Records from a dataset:

——

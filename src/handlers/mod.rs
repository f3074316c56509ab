//! HTTP request handlers.

mod courses;
mod health;
pub(crate) mod problem_details;
mod xml;

pub use courses::{
    create_course, delete_course, list_courses, sample_course, search_courses, update_course,
};
pub use health::{livez, readyz};
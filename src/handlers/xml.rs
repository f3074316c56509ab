//! XML response bodies.

use axum::http::{StatusCode, header};
use axum::response::{IntoResponse, Response};
use serde::Serialize;
use tracing::error;

use super::problem_details;

const CONTENT_TYPE: &str = "application/xml";

/// Serializes `body` as an XML document whose root element is `root`.
#[derive(Debug)]
pub struct Xml<T> {
    root: &'static str,
    body: T,
}

impl<T: Serialize> Xml<T> {
    pub fn new(root: &'static str, body: T) -> Self {
        Self { root, body }
    }
}

impl<T: Serialize> IntoResponse for Xml<T> {
    fn into_response(self) -> Response {
        match quick_xml::se::to_string_with_root(self.root, &self.body) {
            Ok(xml) => (StatusCode::OK, [(header::CONTENT_TYPE, CONTENT_TYPE)], xml).into_response(),
            Err(e) => {
                error!(root = self.root, error = %e, "Failed to serialize XML body");
                problem_details::internal_error("failed to serialize response").into_response()
            }
        }
    }
}
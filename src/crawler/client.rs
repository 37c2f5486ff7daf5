//! HTTP fetch collaborator
//!
//! This module handles all HTTP requests for the crawler, including:
//! - Building HTTP clients with the configured user agent
//! - GET requests for catalog documents
//! - Error classification (status, timeout, network)
//! - Cancellation of in-flight requests
//!
//! Nothing here retries; retry policy belongs to whoever runs the crawl.

use crate::{CatalogError, ConfigError, FetchError};
use async_trait::async_trait;
use reqwest::Client;
use std::time::Duration;
use tokio_util::sync::CancellationToken;
use url::Url;

/// A downloaded document
#[derive(Debug, Clone)]
pub struct FetchedDocument {
    /// The requested URL
    pub url: String,
    /// Content-Type header value, if any
    pub content_type: Option<String>,
    /// Response body
    pub bytes: Vec<u8>,
}

/// Fetches catalog documents by URL
#[async_trait]
pub trait CatalogClient: Send + Sync {
    /// Issues one GET request
    async fn get(&self, url: &Url) -> Result<FetchedDocument, FetchError>;
}

/// Returns the default `catalog-mirror/{version}` user agent
pub fn default_user_agent() -> String {
    format!("catalog-mirror/{}", env!("CARGO_PKG_VERSION"))
}

/// Builds an HTTP client with proper configuration
///
/// # Arguments
///
/// * `user_agent` - User-Agent override; `default_user_agent()` when `None`
///
/// # Example
///
/// ```no_run
/// use catalog_mirror::crawler::build_http_client;
///
/// let client = build_http_client(Some("MirrorBot/1.0")).unwrap();
/// ```
pub fn build_http_client(user_agent: Option<&str>) -> Result<Client, reqwest::Error> {
    let user_agent = user_agent
        .map(str::to_string)
        .unwrap_or_else(default_user_agent);

    Client::builder()
        .user_agent(user_agent)
        .timeout(Duration::from_secs(100))
        .connect_timeout(Duration::from_secs(10))
        .gzip(true)
        .brotli(true)
        .build()
}

/// `CatalogClient` backed by reqwest
#[derive(Debug, Clone)]
pub struct HttpCatalogClient {
    client: Client,
}

impl HttpCatalogClient {
    /// Wraps an existing reqwest client
    pub fn new(client: Client) -> Self {
        Self { client }
    }

    /// Builds a client with the given user agent
    pub fn with_user_agent(user_agent: Option<&str>) -> Result<Self, CatalogError> {
        let client = build_http_client(user_agent).map_err(|e| {
            ConfigError::Validation(format!("Failed to build HTTP client: {}", e))
        })?;
        Ok(Self::new(client))
    }
}

#[async_trait]
impl CatalogClient for HttpCatalogClient {
    async fn get(&self, url: &Url) -> Result<FetchedDocument, FetchError> {
        let url_str = url.as_str();
        tracing::debug!("GET {}", url_str);

        let response = self
            .client
            .get(url.clone())
            .send()
            .await
            .map_err(|e| classify_error(url_str, e))?;

        let status = response.status();
        if !status.is_success() {
            return Err(FetchError::Status {
                url: url_str.to_string(),
                status: status.as_u16(),
            });
        }

        let content_type = response
            .headers()
            .get(reqwest::header::CONTENT_TYPE)
            .and_then(|v| v.to_str().ok())
            .map(str::to_string);

        let bytes = response
            .bytes()
            .await
            .map_err(|e| classify_error(url_str, e))?;

        Ok(FetchedDocument {
            url: url_str.to_string(),
            content_type,
            bytes: bytes.to_vec(),
        })
    }
}

fn classify_error(url: &str, error: reqwest::Error) -> FetchError {
    if error.is_timeout() {
        FetchError::Timeout {
            url: url.to_string(),
        }
    } else {
        FetchError::Network {
            url: url.to_string(),
            message: error.to_string(),
        }
    }
}

/// Fetches a document, giving up as soon as `cancel` fires
pub async fn fetch_cancellable(
    client: &dyn CatalogClient,
    url: &Url,
    cancel: &CancellationToken,
) -> Result<FetchedDocument, CatalogError> {
    if cancel.is_cancelled() {
        return Err(CatalogError::Cancelled);
    }

    tokio::select! {
        biased;
        _ = cancel.cancelled() => Err(CatalogError::Cancelled),
        result = client.get(url) => result.map_err(CatalogError::from),
    }
}
#[tokio::test]
async fn test_leaf_failure_keeps_cursor_at_last_safe_commit() {
    let server = MockServer::start().await;
    mount_feed(&server, TWO_PAGES, &["B"]).await;
    let dir = TempDir::new().unwrap();
    let config = test_config(&server, dir.path());

    let result = run(&config).await;

    match result {
        Err(CatalogError::Fetch(e)) => {
            assert!(e.url().ends_with("/b.1.0.0.json"));
            assert!(e.is_transient());
        }
        other => panic!("expected a fetch error, got {:?}", other),
    }
    assert_eq!(
        read(dir.path(), CURSOR_FILE),
        "\"2020-10-20T00:00:00+00:00\""
    );
    assert!(!dir.path().join("127.0.0.1/catalog/page1.json").exists());
}

#[tokio::test]
async fn test_formatted_paths() {
    let server = MockServer::start().await;
    mount_feed(&server, TWO_PAGES, &[]).await;
    let dir = TempDir::new().unwrap();
    let mut config = test_config(&server, dir.path());
    config.output.format_paths = true;

    run(&config).await.unwrap();

    for file in [
        "127.0.0.1/catalog/page0-page499/page0.json",
        "127.0.0.1/catalog/page0-page499/page1.json",
        "127.0.0.1/catalog/data/2020/10/20/00/00.00/a.1.0.0.json",
        "127.0.0.1/catalog/data/2020/10/22/00/00.00/c.1.0.0.json",
    ] {
        assert!(dir.path().join(file).is_file(), "missing {}", file);
    }
    assert!(!dir.path().join("127.0.0.1/catalog/page0.json").exists());
}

——

Exercise aim: Return the data above in full. Keep every line exactly as it is.

The answer:
filename src/handlers/mod.rs
repository f3074316c56509ab
//! HTTP request handlers.

mod courses;
mod health;
pub(crate) mod problem_details;
mod xml;

pub use courses::{
    create_course, delete_course, list_courses, sample_course, search_courses, update_course,
};
pub use health::{livez, readyz};
filename src/handlers/xml.rs
repository f3074316c56509ab
//! XML response bodies.

use axum::http::{StatusCode, header};
use axum::response::{IntoResponse, Response};
use serde::Serialize;
use tracing::error;

use super::problem_details;

const CONTENT_TYPE: &str = "application/xml";

/// Serializes `body` as an XML document whose root element is `root`.
#[derive(Debug)]
pub struct Xml<T> {
    root: &'static str,
    body: T,
}

impl<T: Serialize> Xml<T> {
    pub fn new(root: &'static str, body: T) -> Self {
        Self { root, body }
    }
}

impl<T: Serialize> IntoResponse for Xml<T> {
    fn into_response(self) -> Response {
        match quick_xml::se::to_string_with_root(self.root, &self.body) {
            Ok(xml) => (StatusCode::OK, [(header::CONTENT_TYPE, CONTENT_TYPE)], xml).into_response(),
            Err(e) => {
                error!(root = self.root, error = %e, "Failed to serialize XML body");
                problem_details::internal_error("failed to serialize response").into_response()
            }
        }
    }
}
filename src/crawler/client.rs
repository 37c2f5486ff7daf5
//! HTTP fetch collaborator
//!
//! This module handles all HTTP requests for the crawler, including:
//! - Building HTTP clients with the configured user agent
//! - GET requests for catalog documents
//! - Error classification (status, timeout, network)
//! - Cancellation of in-flight requests
//!
//! Nothing here retries; retry policy belongs to whoever runs the crawl.

use crate::{CatalogError, ConfigError, FetchError};
use async_trait::async_trait;
use reqwest::Client;
use std::time::Duration;
use tokio_util::sync::CancellationToken;
use url::Url;

/// A downloaded document
#[derive(Debug, Clone)]
pub struct FetchedDocument {
    /// The requested URL
    pub url: String,
    /// Content-Type header value, if any
    pub content_type: Option<String>,
    /// Response body
    pub bytes: Vec<u8>,
}

/// Fetches catalog documents by URL
#[async_trait]
pub trait CatalogClient: Send + Sync {
    /// Issues one GET request
    async fn get(&self, url: &Url) -> Result<FetchedDocument, FetchError>;
}

/// Returns the default `catalog-mirror/{version}` user agent
pub fn default_user_agent() -> String {
    format!("catalog-mirror/{}", env!("CARGO_PKG_VERSION"))
}

/// Builds an HTTP client with proper configuration
///
/// # Arguments
///
/// * `user_agent` - User-Agent override; `default_user_agent()` when `None`
///
/// # Example
///
/// ```no_run
/// use catalog_mirror::crawler::build_http_client;
///
/// let client = build_http_client(Some("MirrorBot/1.0")).unwrap();
/// ```
pub fn build_http_client(user_agent: Option<&str>) -> Result<Client, reqwest::Error> {
    let user_agent = user_agent
        .map(str::to_string)
        .unwrap_or_else(default_user_agent);

    Client::builder()
        .user_agent(user_agent)
        .timeout(Duration::from_secs(100))
        .connect_timeout(Duration::from_secs(10))
        .gzip(true)
        .brotli(true)
        .build()
}

/// `CatalogClient` backed by reqwest
#[derive(Debug, Clone)]
pub struct HttpCatalogClient {
    client: Client,
}

impl HttpCatalogClient {
    /// Wraps an existing reqwest client
    pub fn new(client: Client) -> Self {
        Self { client }
    }

    /// Builds a client with the given user agent
    pub fn with_user_agent(user_agent: Option<&str>) -> Result<Self, CatalogError> {
        let client = build_http_client(user_agent).map_err(|e| {
            ConfigError::Validation(format!("Failed to build HTTP client: {}", e))
        })?;
        Ok(Self::new(client))
    }
}

#[async_trait]
impl CatalogClient for HttpCatalogClient {
    async fn get(&self, url: &Url) -> Result<FetchedDocument, FetchError> {
        let url_str = url.as_str();
        tracing::debug!("GET {}", url_str);

        let response = self
            .client
            .get(url.clone())
            .send()
            .await
            .map_err(|e| classify_error(url_str, e))?;

        let status = response.status();
        if !status.is_success() {
            return Err(FetchError::Status {
                url: url_str.to_string(),
                status: status.as_u16(),
            });
        }

        let content_type = response
            .headers()
            .get(reqwest::header::CONTENT_TYPE)
            .and_then(|v| v.to_str().ok())
            .map(str::to_string);

        let bytes = response
            .bytes()
            .await
            .map_err(|e| classify_error(url_str, e))?;

        Ok(FetchedDocument {
            url: url_str.to_string(),
            content_type,
            bytes: bytes.to_vec(),
        })
    }
}

fn classify_error(url: &str, error: reqwest::Error) -> FetchError {
    if error.is_timeout() {
        FetchError::Timeout {
            url: url.to_string(),
        }
    } else {
        FetchError::Network {
            url: url.to_string(),
            message: error.to_string(),
        }
    }
}

/// Fetches a document, giving up as soon as `cancel` fires
pub async fn fetch_cancellable(
    client: &dyn CatalogClient,
    url: &Url,
    cancel: &CancellationToken,
) -> Result<FetchedDocument, CatalogError> {
    if cancel.is_cancelled() {
        return Err(CatalogError::Cancelled);
    }

    tokio::select! {
        biased;
        _ = cancel.cancelled() => Err(CatalogError::Cancelled),
        result = client.get(url) => result.map_err(CatalogError::from),
    }
}
#[tokio::test]
async fn test_leaf_failure_keeps_cursor_at_last_safe_commit() {
    let server = MockServer::start().await;
    mount_feed(&server, TWO_PAGES, &["B"]).await;
    let dir = TempDir::new().unwrap();
    let config = test_config(&server, dir.path());

    let result = run(&config).await;

    match result {
        Err(CatalogError::Fetch(e)) => {
            assert!(e.url().ends_with("/b.1.0.0.json"));
            assert!(e.is_transient());
        }
        other => panic!("expected a fetch error, got {:?}", other),
    }
    assert_eq!(
        read(dir.path(), CURSOR_FILE),
        "\"2020-10-20T00:00:00+00:00\""
    );
    assert!(!dir.path().join("127.0.0.1/catalog/page1.json").exists());
}

#[tokio::test]
async fn test_formatted_paths() {
    let server = MockServer::start().await;
    mount_feed(&server, TWO_PAGES, &[]).await;
    let dir = TempDir::new().unwrap();
    let mut config = test_config(&server, dir.path());
    config.output.format_paths = true;

    run(&config).await.unwrap();

    for file in [
        "127.0.0.1/catalog/page0-page499/page0.json",
        "127.0.0.1/catalog/page0-page499/page1.json",
        "127.0.0.1/catalog/data/2020/10/20/00/00.00/a.1.0.0.json",
        "127.0.0.1/catalog/data/2020/10/22/00/00.00/c.1.0.0.json",
    ] {
        assert!(dir.path().join(file).is_file(), "missing {}", file);
    }
    assert!(!dir.path().join("127.0.0.1/catalog/page0.json").exists());
}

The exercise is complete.